Balaji Yalla

Posted on May 12

System Design 001: Consistent Hashing Explained

#systemdesign #hashing #loadbalancing #scaling

Consistent Hashing

What Is It?

Consistent Hashing is a distributed hashing scheme that operates independently of the number of servers in a cluster. It ensures that when servers are added or removed, only a minimal number of keys (roughly $K/N$, where $K$ is the number of keys and $N$ is the number of servers) are redistributed.

Understanding Hashing First 🔑

Before diving into consistent hashing, let's understand what hashing is at its core.

1. What is Hashing?

Hashing is the process of taking an input of any size (a word, a file, a video, or an entire database row) and passing it through a mathematical formula (a Hash Function) to produce a fixed-size string of characters or numbers, known as a Hash Value, Hash Code, or simply a Hash.

  ┌───────────────┐        ┌───────────────┐        ┌──────────────┐
  │  Input Data   │ ─────► │ Hash Function │ ─────► │  Hash Value  │
  │ (Any length)  │        └───────────────┘        │ (Fixed size) │
  └───────────────┘                                 └──────────────┘

Real-World Analogy: The Digital Fingerprint 👤

Think of a hash as a digital fingerprint:

Unique Identification: Two completely different files will have entirely different hashes, just as two different people have different fingerprints.
One-Way Street: You cannot reconstruct a person from their fingerprint. Similarly, you cannot reconstruct the original input from its hash.
Fixed Size: Whether you hash the single letter "a" or the entire Wikipedia database, the resulting hash is always a compact, fixed-size code.
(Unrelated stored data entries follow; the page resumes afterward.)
//! Workflow definition input handling

use std::path::{Path, PathBuf};

use crate::error::Result;

/// A workflow definition ready to submit, either on disk or in memory
///
/// The scheduler receives the document as an opaque XML blob; the SDK
/// never parses or validates it. Call sites choose the variant
/// explicitly, or use [`WorkflowXml::detect`] to keep the historical
/// "path if it exists, literal XML otherwise" coercion.
#[derive(Debug, Clone, PartialEq, Eq)]
pub enum WorkflowXml {
    /// Path to an XML document on disk
    File(PathBuf),
    /// An XML document already held in memory
    Inline(String),
}

impl WorkflowXml {
    /// Coerces a string that may name a file on disk
    ///
    /// An existing path wins; anything else is taken as literal XML. Note
    /// that this probes the filesystem — prefer constructing the variant
    /// directly when the input's nature is known.
    pub fn detect(input: impl AsRef<str>) -> Self {
        let input = input.as_ref();
        if Path::new(input).exists() {
            WorkflowXml::File(PathBuf::from(input))
        } else {
            WorkflowXml::Inline(input.to_owned())
        }
    }

    /// Materializes the document into a request body.
    pub(crate) async fn into_body(self) -> Result<String> {
        match self {
            WorkflowXml::File(path) => Ok(tokio::fs::read_to_string(path).await?),
            WorkflowXml::Inline(xml) => Ok(xml),
        }
    }
}

impl From<String> for WorkflowXml {
    fn from(xml: String) -> Self {
        WorkflowXml::Inline(xml)
    }
}

impl From<&str> for WorkflowXml {
    fn from(xml: &str) -> Self {
        WorkflowXml::Inline(xml.to_owned())
    }
}

impl From<PathBuf> for WorkflowXml {
    fn from(path: PathBuf) -> Self {
        WorkflowXml::File(path)
    }
}

impl From<&Path> for WorkflowXml {
    fn from(path: &Path) -> Self {
        WorkflowXml::File(path.to_path_buf())
    }
}
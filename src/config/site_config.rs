use crate::domain::ports::ConfigProvider;
use crate::utils::error::{Result, SiteError};
use crate::utils::validation::{self, Validate};
use serde::{Deserialize, Serialize};
use std::path::Path;
use std::time::Duration;

pub const DEFAULT_API_BASE_URL: &str = "http://127.0.0.1:5000";

#[derive(Debug, Clone, Default, PartialEq, Serialize, Deserialize)]
#[serde(default)]
pub struct SiteConfig {
    pub api: ApiConfig,
    pub menu: MenuSettings,
    pub scrollspy: ScrollSpySettings,
    pub contact: ContactSettings,
}

#[derive(Debug, Clone, PartialEq, Serialize, Deserialize)]
#[serde(default)]
pub struct ApiConfig {
    pub base_url: String,
}

impl Default for ApiConfig {
    fn default() -> Self {
        Self {
            base_url: DEFAULT_API_BASE_URL.to_string(),
        }
    }
}

#[derive(Debug, Clone, PartialEq, Serialize, Deserialize)]
#[serde(default)]
pub struct MenuSettings {
    /// Widths at or below this are treated as mobile.
    pub breakpoint: u32,
    pub resize_debounce_ms: u64,
    pub hash_scroll_delay_ms: u64,
    pub hash_scroll_margin: f64,
}

impl Default for MenuSettings {
    fn default() -> Self {
        Self {
            breakpoint: 991,
            resize_debounce_ms: 100,
            hash_scroll_delay_ms: 100,
            hash_scroll_margin: 20.0,
        }
    }
}

impl MenuSettings {
    pub fn is_mobile(&self, width: f64) -> bool {
        width <= f64::from(self.breakpoint)
    }

    pub fn resize_debounce(&self) -> Duration {
        Duration::from_millis(self.resize_debounce_ms)
    }

    pub fn hash_scroll_delay(&self) -> Duration {
        Duration::from_millis(self.hash_scroll_delay_ms)
    }
}

#[derive(Debug, Clone, PartialEq, Serialize, Deserialize)]
#[serde(default)]
pub struct ScrollSpySettings {
    /// Approximate header height plus spacing.
    pub offset: f64,
    pub sections: Vec<String>,
    pub home_hrefs: Vec<String>,
}

impl Default for ScrollSpySettings {
    fn default() -> Self {
        Self {
            offset: 110.0,
            sections: [
                "#about-section",
                "#service-section",
                "#testimonals-section",
                "#team-section",
                "#contact-form",
            ]
            .iter()
            .map(|s| s.to_string())
            .collect(),
            home_hrefs: ["index.html", "./index.html", "/index.html", "#top"]
                .iter()
                .map(|s| s.to_string())
                .collect(),
        }
    }
}

impl ScrollSpySettings {
    pub fn is_home_href(&self, href: &str) -> bool {
        self.home_hrefs.iter().any(|h| h == href)
    }
}

#[derive(Debug, Clone, PartialEq, Serialize, Deserialize)]
#[serde(default)]
pub struct ContactSettings {
    pub popup_dismiss_ms: u64,
}

impl Default for ContactSettings {
    fn default() -> Self {
        Self {
            popup_dismiss_ms: 2000,
        }
    }
}

impl ContactSettings {
    pub fn popup_dismiss(&self) -> Duration {
        Duration::from_millis(self.popup_dismiss_ms)
    }
}

impl SiteConfig {
    /// 從 TOML 檔案載入配置
    pub fn from_file<P: AsRef<Path>>(path: P) -> Result<Self> {
        let content = std::fs::read_to_string(&path).map_err(SiteError::Io)?;
        Self::from_toml_str(&content)
    }

    /// 從 TOML 字串解析配置
    pub fn from_toml_str(content: &str) -> Result<Self> {
        let processed_content = Self::substitute_env_vars(content);

        toml::from_str(&processed_content).map_err(|e| SiteError::ConfigValidationError {
            field: "toml_parsing".to_string(),
            message: format!("TOML parsing error: {}", e),
        })
    }

    /// 替換環境變數 (例如 ${API_BASE_URL})，找不到的變數保留原樣
    fn substitute_env_vars(content: &str) -> String {
        use regex::{Captures, Regex};
        use std::sync::LazyLock;

        static PLACEHOLDER: LazyLock<Regex> =
            LazyLock::new(|| Regex::new(r"\$\{([^}]+)\}").expect("placeholder pattern compiles"));

        PLACEHOLDER
            .replace_all(content, |caps: &Captures| {
                let var_name = &caps[1];
                std::env::var(var_name).unwrap_or_else(|_| format!("${{{}}}", var_name))
            })
            .into_owned()
    }

    /// 套用頁面層級的 API_BASE_URL 覆蓋值；空字串視為未設定
    pub fn with_api_base_override(mut self, base_url: Option<String>) -> Self {
        if let Some(base) = base_url.filter(|b| !b.trim().is_empty()) {
            tracing::debug!("API base overridden to {}", base);
            self.api.base_url = base.trim().to_string();
        }
        self
    }

    pub fn validate_config(&self) -> Result<()> {
        validation::validate_url("api.base_url", &self.api.base_url)?;
        validation::validate_positive_number(
            "menu.breakpoint",
            u64::from(self.menu.breakpoint),
            1,
        )?;
        validation::validate_non_negative("menu.hash_scroll_margin", self.menu.hash_scroll_margin)?;
        validation::validate_non_negative("scrollspy.offset", self.scrollspy.offset)?;
        validation::validate_fragment_selectors("scrollspy.sections", &self.scrollspy.sections)?;

        if self.scrollspy.home_hrefs.is_empty() {
            return Err(SiteError::MissingConfigError {
                field: "scrollspy.home_hrefs".to_string(),
            });
        }

        Ok(())
    }
}

impl ConfigProvider for SiteConfig {
    /// One trailing slash is stripped, so `http://host/` and `http://host` are equivalent.
    fn api_base_url(&self) -> String {
        let base = self.api.base_url.trim();
        base.strip_suffix('/').unwrap_or(base).to_string()
    }
}

impl Validate for SiteConfig {
    fn validate(&self) -> Result<()> {
        self.validate_config()
    }
}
2. Key Properties of a Good Hash Function

To be useful in software engineering and system design, a hash function must satisfy several key properties:

Property	What it Means	Why it Matters
Deterministic	The same input always yields the same hash output.	If `hash("alice")` was `9823` today and `4102` tomorrow, we could never locate Alice's data.
Fast Computation	Computing the hash for any given input is highly efficient ($O(1)$).	Systems perform millions of lookups per second; hashing cannot be a bottleneck.
Pre-image Resistance	Given a hash, it is practically impossible to guess the original input.	Critical for security (e.g., storing passwords).
Collision Resistant	Two different inputs should almost never produce the same hash.	Prevents different items from overwriting each other in memory (Hash Collisions).
Avalanche Effect	A tiny change in the input completely and unpredictably changes the output hash.	Changing `"password123"` to `"Password123"` should produce completely unrelated hashes.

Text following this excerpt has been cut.